Due to the use of above technical scheme, the invention has the following advantages over the prior art:
Duloxetine hydrochloride intermediate S- (-)-N, N- dimethyl -3- hydroxyl -3- (2- thiophene) propylamine of the present invention it is pure
Change method, it is easy to operate, make isomer impurities purity less than 0.03%, by using the high-purity intermediate after purification as original
Material, synthesis obtain the duloxetine hydrochloride of high-purity, single contaminant purity less than 0.03%, total impurity purity less than 0.1%,
It is suitble to industrialized production, quality index is fully equivalent to original and grinds pharmaceutical factory product quality.
Specific embodiment
The present invention is described in further details below in conjunction with specific embodiment.It should be understood that these embodiments are for saying
The bright basic principles, principal features and advantages of the present invention, and the present invention is not by the scope limitation of following embodiment.It is adopted in embodiment
Implementation condition can do further adjustment according to specific requirement, and the implementation condition being not specified is usually the item in routine experiment
Part.
The purifying of embodiment 1:S- (-)-N, N- dimethyl -3- hydroxyl -3- (2- thiophene) propylamine
30.1g S- (-)-N, N- dimethyl -3- hydroxyl -3- (2- thiophene) propylamine is weighed to be added in 500mL four-hole boiling flask,
The mixed solvent 293.7g that the volume ratio for measuring first alcohol and water is 1/10 is added, and warming-in-water is to 72 DEG C, reflux, mixing speed 5
Rev/min, it stirs 5 minutes, by adjusting temperature regulating device slow cooling crystallization, interior temperature after 6 revs/min of revolving speed, 140 minutes of control
Suction filtration when being down to 8 DEG C, filter cake are dried in vacuo at 45 DEG C, obtain 26.8g off-white powder.Yield 89.1%, HPLC purity assay
It is 99.9%, isomer impurities formula (9) purity is less than 0.03%.Utilize S- (-)-N, N- dimethyl -3- hydroxyl -3- of the preparation
(2- thiophene) propylamine is condensed in the presence of sodium hydride with 1- fluoronaphthalene, most afterwards through N- demethylation, at being refining to obtain high-purity after salt
Duloxetine hydrochloride, single contaminant purity is less than 0.03%.
The purifying of embodiment 2:S- (-)-N, N- dimethyl -3- hydroxyl -3- (2- thiophene) propylamine
90.0g S- (-)-N, N- dimethyl -3- hydroxyl -3- (2- thiophene) propylamine is weighed to be added in 1000mL four-hole boiling flask,
The mixed solvent 881.1g that the volume ratio for measuring first alcohol and water is 1/10 is added, and warming-in-water is to 74 DEG C, reflux, mixing speed 4
Rev/min, it stirs 5 minutes, by adjusting temperature regulating device slow cooling crystallization, interior temperature after 6 revs/min of revolving speed, 150 minutes of control
Suction filtration when being down to 9 DEG C, filter cake are dried in vacuo at 45 DEG C, obtain 81.9g off-white powder.Yield 91.0%, HPLC purity assay
It is 99.9%, isomer impurities formula (9) purity is less than 0.03%.Utilize S- (-)-N, N- dimethyl -3- hydroxyl -3- of the preparation
(2- thiophene) propylamine is condensed in the presence of sodium hydride with 1- fluoronaphthalene, most afterwards through N- demethylation, at being refining to obtain high-purity after salt
Duloxetine hydrochloride, single contaminant purity is less than 0.03%.
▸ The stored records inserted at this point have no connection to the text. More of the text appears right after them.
//! Decoded STATUS snapshots

use spi_host_core::words::ByteOrder;
use spi_host_hal::regs::STATUS;
use tock_registers::LocalRegisterCopy;

use crate::events::Events;

/// Typed copy of the STATUS register
pub type StatusVal = LocalRegisterCopy<u32, STATUS::Register>;

/// One read of the STATUS register
///
/// Every accessor decodes the same snapshot, so flags taken from one
/// `Status` are mutually consistent.
#[derive(Debug, Clone, Copy, PartialEq, Eq)]
#[cfg_attr(feature = "defmt", derive(defmt::Format))]
pub struct Status(u32);

impl Status {
    pub const fn from_bits(bits: u32) -> Self {
        Self(bits)
    }

    pub const fn bits(&self) -> u32 {
        self.0
    }

    fn reg(&self) -> StatusVal {
        LocalRegisterCopy::new(self.0)
    }

    /// Words waiting in the TX FIFO
    pub fn tx_queue_depth(&self) -> u8 {
        self.reg().read(STATUS::TXQD) as u8
    }

    /// Words waiting in the RX FIFO
    pub fn rx_queue_depth(&self) -> u8 {
        self.reg().read(STATUS::RXQD) as u8
    }

    /// Commands waiting in the command queue
    pub fn cmd_queue_depth(&self) -> u8 {
        self.reg().read(STATUS::CMDQD) as u8
    }

    /// A command is being processed
    pub fn active(&self) -> bool {
        self.reg().is_set(STATUS::ACTIVE)
    }

    /// The command queue can take another command
    pub fn ready(&self) -> bool {
        self.reg().is_set(STATUS::READY)
    }

    pub fn byte_order(&self) -> ByteOrder {
        ByteOrder::from_status_bit(self.reg().is_set(STATUS::BYTEORDER))
    }

    pub fn tx(&self) -> ChannelStatus {
        let r = self.reg();
        ChannelStatus {
            empty: r.is_set(STATUS::TXEMPTY),
            full: r.is_set(STATUS::TXFULL),
            wm: r.is_set(STATUS::TXWM),
            stall: r.is_set(STATUS::TXSTALL),
        }
    }

    pub fn rx(&self) -> ChannelStatus {
        let r = self.reg();
        ChannelStatus {
            empty: r.is_set(STATUS::RXEMPTY),
            full: r.is_set(STATUS::RXFULL),
            wm: r.is_set(STATUS::RXWM),
            stall: r.is_set(STATUS::RXSTALL),
        }
    }

    /// Event conditions asserted in this snapshot
    pub fn events(&self) -> Events {
        let (tx, rx) = (self.tx(), self.rx());
        let mut events = Events::empty();
        events.set(Events::RXFULL, rx.full);
        events.set(Events::TXEMPTY, tx.empty);
        events.set(Events::RXWM, rx.wm);
        events.set(Events::TXWM, tx.wm);
        events.set(Events::READY, self.ready());
        events.set(Events::IDLE, !self.active());
        events
    }
}

/// State of one data FIFO
#[derive(Debug, Clone, Copy, PartialEq, Eq, Default)]
#[cfg_attr(feature = "defmt", derive(defmt::Format))]
pub struct ChannelStatus {
    /// FIFO is empty
    pub empty: bool,
    /// FIFO is full
    pub full: bool,
    /// Past the watermark (at or above for RX, below for TX)
    pub wm: bool,
    /// Bus is stalled waiting on software
    pub stall: bool,
}

#[cfg(test)]
mod tests {
    use super::*;

    #[test]
    fn test_decode_snapshot() {
        // READY | TXEMPTY | RXWM, rxqd = 60, cmdqd = 1
        let status = Status::from_bits((1 << 31) | (1 << 28) | (1 << 20) | (1 << 16) | (60 << 8));
        assert!(status.ready());
        assert!(!status.active());
        assert_eq!(status.rx_queue_depth(), 60);
        assert_eq!(status.cmd_queue_depth(), 1);
        assert!(status.tx().empty);
        assert!(status.rx().wm);
        assert_eq!(status.byte_order(), ByteOrder::LittleEndian);
        assert_eq!(
            status.events(),
            Events::READY | Events::IDLE | Events::TXEMPTY | Events::RXWM
        );
    }

    #[test]
    fn test_active_clears_idle() {
        let status = Status::from_bits(1 << 30);
        assert!(!status.events().contains(Events::IDLE));
        assert!(!status.events().contains(Events::READY));
    }
}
The present invention is described in detail above, the explanation of embodiment be merely used to help understand method of the invention and
Its core concept, its object is to allow the personage for being familiar with this field technology to can understand the content of the present invention and implement it accordingly, and
The protection scope that the present invention cannot be limited in this way.Any equivalent change or modification in accordance with the spirit of the invention should all be contained
Lid is within protection scope of the present invention.